REQUIREMENT —
Copy the complete listing that follows, letter for letter.

Content starts

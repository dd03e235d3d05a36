// ============================================================================
// Engine Configuration
// Letter system, classification policy and validation bounds
// ============================================================================

use super::letters::YPolicy;
use super::reading::Strength;
use chrono::{Datelike, Utc};

#[cfg(feature = "serde")]
use serde::{Deserialize, Serialize};

// ============================================================================
// Letter System
// ============================================================================

/// Which letter -> value table the engine uses
#[derive(Debug, Clone, Copy, PartialEq, Eq, Default)]
#[cfg_attr(feature = "serde", derive(Serialize, Deserialize))]
pub enum LetterSystem {
    /// A=1 .. I=9, J=1 .. R=9, S=1 .. Z=8
    #[default]
    Pythagorean,
    /// Traditional Chaldean values 1-8, no letter carries 9
    Chaldean,
}

// ============================================================================
// Pillar Thresholds
// ============================================================================

/// Letter counts at which a pillar is reported weak or strong.
///
/// A count `<= weak_max` is weak, a count `>= strong_min` is strong and
/// anything in between is moderate.
#[derive(Debug, Clone, Copy, PartialEq, Eq)]
#[cfg_attr(feature = "serde", derive(Serialize, Deserialize))]
#[cfg_attr(feature = "serde", serde(rename_all = "camelCase"))]
pub struct PillarThresholds {
    pub weak_max: u32,
    pub strong_min: u32,
}

impl PillarThresholds {
    pub fn classify(&self, count: u32) -> Strength {
        if count <= self.weak_max {
            Strength::Weak
        } else if count >= self.strong_min {
            Strength::Strong
        } else {
            Strength::Moderate
        }
    }
}

impl Default for PillarThresholds {
    fn default() -> Self {
        Self {
            weak_max: 2,
            strong_min: 6,
        }
    }
}

// ============================================================================
// Complete Engine Configuration
// ============================================================================

#[derive(Debug, Clone, PartialEq, Eq)]
#[cfg_attr(feature = "serde", derive(Serialize, Deserialize))]
#[cfg_attr(feature = "serde", serde(rename_all = "camelCase", default))]
pub struct EngineConfig {
    pub letter_system: LetterSystem,

    pub y_policy: YPolicy,

    /// Reject alphabetic characters with no Latin equivalent instead of
    /// silently dropping them
    pub strict_characters: bool,

    /// Inclusive bounds on the birth year
    pub min_year: i32,
    /// The engine never reads the clock, so the default of 2100 admits
    /// future birth dates. Callers validating live input should cap this
    /// at the current year, e.g. with [`EngineConfig::up_to_current_year`].
    pub max_year: i32,

    pub pillar_thresholds: PillarThresholds,
}

impl Default for EngineConfig {
    fn default() -> Self {
        Self {
            letter_system: LetterSystem::Pythagorean,
            y_policy: YPolicy::Vowel,
            strict_characters: false,
            min_year: 1900,
            max_year: 2100,
            pillar_thresholds: PillarThresholds::default(),
        }
    }
}

impl EngineConfig {
    pub fn new(letter_system: LetterSystem, y_policy: YPolicy) -> Self {
        Self {
            letter_system,
            y_policy,
            ..Self::default()
        }
    }

    /// Builder method: Set the accepted birth-year range
    pub fn with_year_range(mut self, min_year: i32, max_year: i32) -> Self {
        self.min_year = min_year;
        self.max_year = max_year;
        self
    }

    /// Builder method: Reject birth years after the current UTC year
    pub fn up_to_current_year(mut self) -> Self {
        self.max_year = Utc::now().year();
        self
    }

    /// Builder method: Reject unsupported characters
    pub fn with_strict_characters(mut self, strict: bool) -> Self {
        self.strict_characters = strict;
        self
    }

    /// Builder method: Set pillar strength thresholds
    pub fn with_pillar_thresholds(mut self, weak_max: u32, strong_min: u32) -> Self {
        self.pillar_thresholds = PillarThresholds {
            weak_max,
            strong_min,
        };
        self
    }

    /// Validate the configuration
    pub fn validate(&self) -> Result<(), String> {
        if self.min_year < 1 {
            return Err("Minimum year must be at least 1".to_string());
        }

        if self.min_year > self.max_year {
            return Err(format!(
                "Year range is empty: {} > {}",
                self.min_year, self.max_year
            ));
        }

        if self.pillar_thresholds.weak_max >= self.pillar_thresholds.strong_min {
            return Err("Weak pillar threshold must be below strong threshold".to_string());
        }

        Ok(())
    }

    #[cfg(feature = "serde")]
    pub fn from_json(json: &str) -> Result<Self, String> {
        let config: Self =
            serde_json::from_str(json).map_err(|e| format!("Invalid configuration: {}", e))?;
        config.validate()?;
        Ok(config)
    }
}

// ============================================================================
// Preset Configurations (Factory Methods)
// ============================================================================

impl EngineConfig {
    /// French-tradition defaults
    /// - Pythagorean table
    /// - Y always a vowel
    pub fn pythagorean() -> Self {
        Self::default()
    }

    /// Chaldean table, Y classified by its neighbours
    pub fn chaldean() -> Self {
        Self::new(LetterSystem::Chaldean, YPolicy::Contextual)
    }

    /// Pythagorean with non-Latin input rejected
    pub fn strict() -> Self {
        Self::default().with_strict_characters(true)
    }
}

Content ends

OUTPUT FOR THIS EXERCISE —
repository dd03e235d3d05a36
// ============================================================================
// Engine Configuration
// Letter system, classification policy and validation bounds
// ============================================================================

use super::letters::YPolicy;
use super::reading::Strength;
use chrono::{Datelike, Utc};

#[cfg(feature = "serde")]
use serde::{Deserialize, Serialize};

// ============================================================================
// Letter System
// ============================================================================

/// Which letter -> value table the engine uses
#[derive(Debug, Clone, Copy, PartialEq, Eq, Default)]
#[cfg_attr(feature = "serde", derive(Serialize, Deserialize))]
pub enum LetterSystem {
    /// A=1 .. I=9, J=1 .. R=9, S=1 .. Z=8
    #[default]
    Pythagorean,
    /// Traditional Chaldean values 1-8, no letter carries 9
    Chaldean,
}

// ============================================================================
// Pillar Thresholds
// ============================================================================

/// Letter counts at which a pillar is reported weak or strong.
///
/// A count `<= weak_max` is weak, a count `>= strong_min` is strong and
/// anything in between is moderate.
#[derive(Debug, Clone, Copy, PartialEq, Eq)]
#[cfg_attr(feature = "serde", derive(Serialize, Deserialize))]
#[cfg_attr(feature = "serde", serde(rename_all = "camelCase"))]
pub struct PillarThresholds {
    pub weak_max: u32,
    pub strong_min: u32,
}

impl PillarThresholds {
    pub fn classify(&self, count: u32) -> Strength {
        if count <= self.weak_max {
            Strength::Weak
        } else if count >= self.strong_min {
            Strength::Strong
        } else {
            Strength::Moderate
        }
    }
}

impl Default for PillarThresholds {
    fn default() -> Self {
        Self {
            weak_max: 2,
            strong_min: 6,
        }
    }
}

// ============================================================================
// Complete Engine Configuration
// ============================================================================

#[derive(Debug, Clone, PartialEq, Eq)]
#[cfg_attr(feature = "serde", derive(Serialize, Deserialize))]
#[cfg_attr(feature = "serde", serde(rename_all = "camelCase", default))]
pub struct EngineConfig {
    pub letter_system: LetterSystem,

    pub y_policy: YPolicy,

    /// Reject alphabetic characters with no Latin equivalent instead of
    /// silently dropping them
    pub strict_characters: bool,

    /// Inclusive bounds on the birth year
    pub min_year: i32,
    /// The engine never reads the clock, so the default of 2100 admits
    /// future birth dates. Callers validating live input should cap this
    /// at the current year, e.g. with [`EngineConfig::up_to_current_year`].
    pub max_year: i32,

    pub pillar_thresholds: PillarThresholds,
}

impl Default for EngineConfig {
    fn default() -> Self {
        Self {
            letter_system: LetterSystem::Pythagorean,
            y_policy: YPolicy::Vowel,
            strict_characters: false,
            min_year: 1900,
            max_year: 2100,
            pillar_thresholds: PillarThresholds::default(),
        }
    }
}

impl EngineConfig {
    pub fn new(letter_system: LetterSystem, y_policy: YPolicy) -> Self {
        Self {
            letter_system,
            y_policy,
            ..Self::default()
        }
    }

    /// Builder method: Set the accepted birth-year range
    pub fn with_year_range(mut self, min_year: i32, max_year: i32) -> Self {
        self.min_year = min_year;
        self.max_year = max_year;
        self
    }

    /// Builder method: Reject birth years after the current UTC year
    pub fn up_to_current_year(mut self) -> Self {
        self.max_year = Utc::now().year();
        self
    }

    /// Builder method: Reject unsupported characters
    pub fn with_strict_characters(mut self, strict: bool) -> Self {
        self.strict_characters = strict;
        self
    }

    /// Builder method: Set pillar strength thresholds
    pub fn with_pillar_thresholds(mut self, weak_max: u32, strong_min: u32) -> Self {
        self.pillar_thresholds = PillarThresholds {
            weak_max,
            strong_min,
        };
        self
    }

    /// Validate the configuration
    pub fn validate(&self) -> Result<(), String> {
        if self.min_year < 1 {
            return Err("Minimum year must be at least 1".to_string());
        }

        if self.min_year > self.max_year {
            return Err(format!(
                "Year range is empty: {} > {}",
                self.min_year, self.max_year
            ));
        }

        if self.pillar_thresholds.weak_max >= self.pillar_thresholds.strong_min {
            return Err("Weak pillar threshold must be below strong threshold".to_string());
        }

        Ok(())
    }

    #[cfg(feature = "serde")]
    pub fn from_json(json: &str) -> Result<Self, String> {
        let config: Self =
            serde_json::from_str(json).map_err(|e| format!("Invalid configuration: {}", e))?;
        config.validate()?;
        Ok(config)
    }
}

// ============================================================================
// Preset Configurations (Factory Methods)
// ============================================================================

impl EngineConfig {
    /// French-tradition defaults
    /// - Pythagorean table
    /// - Y always a vowel
    pub fn pythagorean() -> Self {
        Self::default()
    }

    /// Chaldean table, Y classified by its neighbours
    pub fn chaldean() -> Self {
        Self::new(LetterSystem::Chaldean, YPolicy::Contextual)
    }

    /// Pythagorean with non-Latin input rejected
    pub fn strict() -> Self {
        Self::default().with_strict_characters(true)
    }
}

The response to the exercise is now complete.